Segment Open
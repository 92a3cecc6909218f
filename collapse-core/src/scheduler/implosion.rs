//! One implosion, advanced one tick at a time inside the world context.

use tracing::info;

use crate::constants::{
    ANCHOR_Y_LIMIT, DROP_RADIUS_EXTRA, FINAL_EFFECT_LIFT, FINAL_SWEEP_EXTRA, FOOTPRINT_FLOOR_DEPTH,
    FOOTPRINT_SCAN_RADIUS, MAX_SWEEP_RADIUS, MOB_RADIUS_EXTRA, ROOF_HEADROOM, TOP_SCAN_RADIUS,
    TOWER_CLEARANCE,
};
use crate::geometry::{cleanup_floor, compute_footprint, compute_ruin_floor, find_top_y};
use crate::host::HostWorld;
use crate::removal::{
    purge_creatures, purge_drops, purge_markers, remove_layer, sweep, EffectEmitter, PurgeVolume,
};
use crate::state::{Footprint, SharedState, StructureKey};

/// Result of a single tick
#[derive(Debug, Clone, PartialEq, Eq)]
pub enum TickStep {
    /// Top and footprint were resolved; nothing removed yet
    Resolved { top_y: i32, footprint: Footprint },
    /// Layers `[to, from]` were processed
    Removed { from: i32, to: i32, removed: usize },
    /// Cursor passed the ruin floor; final sweep done
    Finished(CompletionPlan),
}

/// Region swept again by the delayed follow-up passes
#[derive(Debug, Clone, Copy, PartialEq, Eq)]
pub struct CompletionPlan {
    pub center_x: i32,
    pub center_z: i32,
    pub min_y: i32,
    pub max_y: i32,
    pub sweep_radius: i32,
    pub drop_radius: i32,
    pub cleanup_floor: i32,
}

impl CompletionPlan {
    /// Block sweep plus dropped-item cleanup; returns `(blocks, drops)`
    pub fn sweep(&self, world: &mut dyn HostWorld) -> (usize, usize) {
        let blocks = sweep(
            world,
            self.center_x,
            self.center_z,
            self.min_y,
            self.max_y,
            self.sweep_radius,
        );
        let drops = purge_drops(world, &self.drop_volume());
        (blocks, drops)
    }

    fn drop_volume(&self) -> PurgeVolume {
        PurgeVolume {
            center_x: self.center_x,
            center_z: self.center_z,
            min_y: self.cleanup_floor,
            max_y: self.max_y,
            radius: self.drop_radius,
        }
    }
}

/// Cursor and cached geometry of a running implosion
#[derive(Debug, Clone)]
pub struct ImplosionRun {
    key: StructureKey,
    layers_per_tick: i32,
    fallback_floor: i32,
    planned_top: i32,
    max_y: i32,
    cursor: i32,
    min_y: i32,
    footprint: Option<Footprint>,
}

impl ImplosionRun {
    pub fn new(key: StructureKey, base_y: i32, layers_per_tick: i32) -> Self {
        let base_y = base_y.clamp(-ANCHOR_Y_LIMIT, ANCHOR_Y_LIMIT);
        let planned_top = base_y + ROOF_HEADROOM;
        let fallback_floor = base_y - TOWER_CLEARANCE;
        Self {
            key,
            layers_per_tick: layers_per_tick.max(1),
            fallback_floor,
            planned_top,
            max_y: planned_top,
            cursor: planned_top,
            min_y: fallback_floor,
            footprint: None,
        }
    }

    pub fn cursor(&self) -> i32 {
        self.cursor
    }

    pub fn min_y(&self) -> i32 {
        self.min_y
    }

    pub fn step(
        &mut self,
        world: &mut dyn HostWorld,
        state: &SharedState,
        effects: &EffectEmitter,
    ) -> TickStep {
        let Some(fp) = self.footprint else {
            return self.resolve_geometry(world, state);
        };

        let mob_radius = MAX_SWEEP_RADIUS.min(fp.radius + MOB_RADIUS_EXTRA);
        let drop_radius = MAX_SWEEP_RADIUS.min(fp.radius + DROP_RADIUS_EXTRA);

        if self.cursor < self.min_y {
            return self.finish(world, state, effects, fp, drop_radius);
        }

        let ruin = state.lock().ruin_floor_y;
        if ruin.is_none() {
            let ruin_floor = compute_ruin_floor(
                world,
                fp.center_x,
                fp.center_z,
                self.max_y,
                self.fallback_floor,
                fp.radius,
            );
            state.lock().ruin_floor_y = Some(ruin_floor);
            if ruin_floor > self.min_y {
                self.min_y = ruin_floor;
                info!(
                    structure = %self.key,
                    min_y = ruin_floor,
                    center_x = fp.center_x,
                    center_z = fp.center_z,
                    "Ruin base preserved"
                );
            }
        }

        let cleanup = cleanup_floor(self.min_y, self.fallback_floor);
        let (purge_mobs, purge_marks) = {
            let mut s = state.lock();
            s.cleanup_floor_y = Some(cleanup);
            let flags = (!s.mobs_purged, !s.markers_purged);
            s.mobs_purged = true;
            s.markers_purged = true;
            flags
        };
        let volume = PurgeVolume {
            center_x: fp.center_x,
            center_z: fp.center_z,
            min_y: cleanup,
            max_y: self.max_y,
            radius: mob_radius,
        };
        if purge_mobs {
            let purged = purge_creatures(world, &volume);
            if purged > 0 {
                info!(structure = %self.key, purged, "Purged creatures during implosion");
            }
        }
        if purge_marks {
            let removed = purge_markers(world, &volume);
            if removed > 0 {
                info!(structure = %self.key, removed, "Removed spawn markers during implosion");
            }
        }

        let start = self.cursor;
        let end = (start - self.layers_per_tick + 1).max(self.min_y);
        let mut removed = 0;
        for y in (end..=start).rev() {
            removed += remove_layer(world, fp.center_x, fp.center_z, y, fp.radius, true);
        }
        if start >= end {
            effects.emit(world, fp.center_x, start, fp.center_z, false);
        }
        self.cursor = end - 1;

        TickStep::Removed {
            from: start,
            to: end,
            removed,
        }
    }

    fn resolve_geometry(&mut self, world: &mut dyn HostWorld, state: &SharedState) -> TickStep {
        let top_y = find_top_y(
            world,
            self.key.x,
            self.key.z,
            self.planned_top,
            self.fallback_floor,
            TOP_SCAN_RADIUS,
        );
        let footprint = compute_footprint(
            world,
            self.key.x,
            self.key.z,
            top_y,
            self.fallback_floor.max(top_y - FOOTPRINT_FLOOR_DEPTH),
            FOOTPRINT_SCAN_RADIUS,
        );

        self.max_y = top_y;
        self.cursor = top_y;
        self.footprint = Some(footprint);
        {
            let mut s = state.lock();
            s.top_y = Some(top_y);
            s.footprint = Some(footprint);
        }

        info!(
            structure = %self.key,
            max_y = top_y,
            min_y = self.fallback_floor,
            center_x = footprint.center_x,
            center_z = footprint.center_z,
            radius = footprint.radius,
            "Starting top-down implosion"
        );
        TickStep::Resolved { top_y, footprint }
    }

    fn finish(
        &mut self,
        world: &mut dyn HostWorld,
        state: &SharedState,
        effects: &EffectEmitter,
        fp: Footprint,
        drop_radius: i32,
    ) -> TickStep {
        let cleanup = state
            .lock()
            .cleanup_floor_y
            .unwrap_or_else(|| cleanup_floor(self.min_y, self.fallback_floor));
        let plan = CompletionPlan {
            center_x: fp.center_x,
            center_z: fp.center_z,
            min_y: self.min_y,
            max_y: self.max_y,
            sweep_radius: MAX_SWEEP_RADIUS.min(fp.radius + FINAL_SWEEP_EXTRA),
            drop_radius,
            cleanup_floor: cleanup,
        };

        let (swept, drops) = plan.sweep(world);
        if swept > 0 {
            info!(structure = %self.key, swept, "Implosion cleanup removed remaining blocks");
        }
        if drops > 0 {
            info!(structure = %self.key, drops, "Implosion cleanup removed dropped items");
        }

        effects.emit(
            world,
            fp.center_x,
            self.max_y.min(self.min_y + FINAL_EFFECT_LIFT),
            fp.center_z,
            true,
        );
        TickStep::Finished(plan)
    }
}

#[cfg(test)]
mod tests {
    use super::*;
    use crate::host::{BlockSnapshot, BlockStateKind, EntityCaps};
    use crate::state::StructureState;
    use crate::testing::MockWorld;
    use parking_lot::Mutex;
    use std::sync::Arc;

    fn tower_world() -> MockWorld {
        let mut world = MockWorld::new("w");
        world.build_flat_ground(-40, 40, 63, "Soil_Grass");
        world.build_ring(0, 0, 64, 90, 6, "Rock_Stone_Brick");
        world.set(
            0,
            90,
            0,
            BlockSnapshot::new("Furniture_Village_Chest").with_state(BlockStateKind::Container),
        );
        world
    }

    fn run_to_end(run: &mut ImplosionRun, world: &mut MockWorld, state: &SharedState) -> Vec<TickStep> {
        let fx = EffectEmitter::new();
        let mut steps = Vec::new();
        for _ in 0..200 {
            let step = run.step(world, state, &fx);
            let done = matches!(step, TickStep::Finished(_));
            steps.push(step);
            if done {
                break;
            }
        }
        steps
    }

    #[test]
    fn test_first_tick_only_resolves() {
        let mut world = tower_world();
        let state: SharedState = Arc::new(Mutex::new(StructureState::new(85)));
        let mut run = ImplosionRun::new(StructureKey::new("w", 0, 85, 0), 85, 2);
        let fx = EffectEmitter::new();

        let step = run.step(&mut world, &state, &fx);
        assert_eq!(
            step,
            TickStep::Resolved {
                top_y: 90,
                footprint: Footprint { center_x: 0, center_z: 0, radius: 10 }
            }
        );
        assert_eq!(state.lock().top_y, Some(90));
        assert!(world.get(0, 90, 0).is_some());
    }

    #[test]
    fn test_runs_down_to_ruin_floor() {
        let mut world = tower_world();
        let state: SharedState = Arc::new(Mutex::new(StructureState::new(85)));
        let mut run = ImplosionRun::new(StructureKey::new("w", 0, 85, 0), 85, 2);

        let steps = run_to_end(&mut run, &mut world, &state);
        let Some(TickStep::Finished(plan)) = steps.last() else {
            panic!("implosion did not finish");
        };
        assert_eq!(plan.min_y, 66);
        assert_eq!(plan.max_y, 90);
        assert_eq!(plan.sweep_radius, 22);
        assert_eq!(state.lock().ruin_floor_y, Some(66));

        // 25 layers at 2 per tick, plus the resolve and finish ticks
        assert_eq!(steps.len(), 1 + 13 + 1);

        for y in 66..=90 {
            assert!(world.get(6, y, 0).is_none(), "layer {y} still standing");
        }
        assert!(world.get(6, 65, 0).is_some());
        assert!(world.get(6, 64, 0).is_some());
        assert!(world.get(0, 63, 0).is_some());
    }

    #[test]
    fn test_purges_run_once() {
        let mut world = tower_world();
        let creature = EntityCaps { creature: true, ..Default::default() };
        let marker = EntityCaps { spawn_marker: true, ..Default::default() };
        world.spawn_entity(1, [2.0, 80.0, 2.0], creature);
        world.spawn_entity(2, [0.0, 86.0, 0.0], marker);

        let state: SharedState = Arc::new(Mutex::new(StructureState::new(85)));
        let mut run = ImplosionRun::new(StructureKey::new("w", 0, 85, 0), 85, 2);
        let fx = EffectEmitter::new();
        run.step(&mut world, &state, &fx);
        run.step(&mut world, &state, &fx);
        assert!(!world.has_entity(1));
        assert!(!world.has_entity(2));
        {
            let s = state.lock();
            assert!(s.mobs_purged && s.markers_purged);
        }

        // a creature arriving later is left to the host
        world.spawn_entity(3, [1.0, 75.0, 1.0], creature);
        run.step(&mut world, &state, &fx);
        assert!(world.has_entity(3));
    }

    #[test]
    fn test_final_sweep_collects_drops() {
        let mut world = tower_world();
        let drop = EntityCaps { dropped_item: true, ..Default::default() };
        world.spawn_entity(9, [3.0, 67.0, 0.0], drop);

        let state: SharedState = Arc::new(Mutex::new(StructureState::new(85)));
        let mut run = ImplosionRun::new(StructureKey::new("w", 0, 85, 0), 85, 3);
        run_to_end(&mut run, &mut world, &state);
        assert!(!world.has_entity(9));
    }

    #[test]
    fn test_empty_site_stops_at_conservative_floor() {
        let mut world = MockWorld::new("w");
        let state: SharedState = Arc::new(Mutex::new(StructureState::new(64)));
        let mut run = ImplosionRun::new(StructureKey::new("w", 0, 64, 0), 64, 10);
        let steps = run_to_end(&mut run, &mut world, &state);
        let Some(TickStep::Finished(plan)) = steps.last() else {
            panic!("implosion did not finish");
        };
        // top falls back to the planned top; no ground → top - 60
        assert_eq!(plan.max_y, 84);
        assert_eq!(plan.min_y, 24);
    }

    #[test]
    fn test_extreme_anchor_height_is_clamped() {
        let mut world = MockWorld::new("w");
        let state: SharedState = Arc::new(Mutex::new(StructureState::new(i32::MIN)));
        let mut run = ImplosionRun::new(StructureKey::new("w", 0, i32::MIN, 0), i32::MIN, 10);
        assert_eq!(run.cursor(), -ANCHOR_Y_LIMIT + ROOF_HEADROOM);
        assert_eq!(run.min_y(), -ANCHOR_Y_LIMIT - TOWER_CLEARANCE);

        let steps = run_to_end(&mut run, &mut world, &state);
        assert!(matches!(steps.last(), Some(TickStep::Finished(_))));

        let high = ImplosionRun::new(StructureKey::new("w", 0, i32::MAX, 0), i32::MAX, 2);
        assert_eq!(high.cursor(), ANCHOR_Y_LIMIT + ROOF_HEADROOM);
    }
}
Segment Closed
> **Task goal**: Looking at the listing above, which lines hold "usize"? Copy every such line.

> **Answer below**:
    Removed { from: i32, to: i32, removed: usize },
    pub fn sweep(&self, world: &mut dyn HostWorld) -> (usize, usize) {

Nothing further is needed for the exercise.